House flipped over a set of aces once again. On his right, Wilson groaned, “What?! Oh, come on.” He smacked his cards on the coffee table, revealing a 7 of clubs and 9 of hearts. House snickered and reached over to take the $10 pot, placing it in his pile with the others.
“Down on your luck tonight, maybe you should stop while I’m ahead.” He had that expression on his face, the one that he only showed when he was really having his fun. The playfulness in House’s eyes burned into the side of Wilson’s head, and he sighed. Changing the subject (trying to get out of losing all his cash, without admitting to being beat), he said,
“You got anything to drink?” House let him wiggle away. It was no fun teasing Wilson when he had pulled all the ground from under him. House would say it’s because his fuse would get shorter, he’d have less of a chance to poke at him. But really, he enjoyed seeing Wilson win, at least sometimes. It kept his spirits up, with a smile on his face and the banter burning hot.

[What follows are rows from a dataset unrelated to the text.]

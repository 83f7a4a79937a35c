//! Handler registry: maps dotted dispatch keys (`module.action`) to async
//! handlers and their auth metadata.
//!
//! Feature modules describe themselves with a [`ModuleRegistration`]; the
//! bootstrap feeds those into a single [`Registry`] which the dispatcher
//! then reads concurrently.

pub mod entry;
pub mod error;
pub mod key;
pub mod registry;
pub mod schema;

pub use {
    entry::{
        Action, HandlerContext, HandlerEntry, HandlerFn, HandlerFuture, HandlerResult,
        ModuleMeta, ModuleRegistration, handler,
    },
    error::{RegistryError, Result},
    key::DispatchKey,
    registry::{DuplicatePolicy, KeyInfo, Registry, ToolDefinition},
    schema::{ParamField, ParamSchema, ParamType},
};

“Yeah, I’m sure there’s something.” House got up from the couch and searched his kitchen. With Wilson staying with him again, the liquor ran dry fast and every few cupboard’s insides had been tampered with. Eventually, he found a tall bottle of wine lodged right at the back between a few other boxes and decided it was good enough. The branded label was smudged and scratched so badly he couldn’t make out anything on it, the only legible text was on the neck, a date which read ‘bottled 1973’. An aged wine, red. House had no idea why he had it and for apparently long enough for it to decompose on a shelf. He grabbed two glasses and settled back next to Wilson, who looked like he could doze off at any moment now. It wasn’t late by any means, Wilson had done an overnight at the hospital and needed a distraction. One that required all of their favourite activities in one night, ending with a drink it seemed.

“Hey, don’t leave me hanging here, you’ve gotta match me shot for shot!” House poured barely any liquid into each glass, already sensing they wouldn’t have time for much more.
“You brought out wine.” Wilson pinched the bridge of his nose and squeezed his eyes shut. He fought them open with the help of a few tired blinks.
“So you are still conscious.” House handed one of the glasses off and quickly threw back his drink. He was already pouring another when he noticed Wilson eyeing the dark red. “It’s fancy aged wine, so appreciate that I broke it out just for you.” Wilson stayed quiet but sipped his glass. Honestly he couldn’t care less what they drank right now as long as it was inebriating.

***

House was happily surprised when Wilson almost did ‘match him shot for shot’. When they emptied the bottle it actually had become late, a few episodes of Housewives later. It was clear Wilson was ready to drop dead, so House took the remnants of their evening to the kitchen, glasses in the sink, bottle in the trash (he had no recycling) and money in his pocket. He returned to the living room only to walk past Wilson, still sat in his spot on the couch, and called out, “I’m heading in, don’t forget to turn out the lights in your drunken stupor!” All he heard in reply was a faint “Uh-huh.”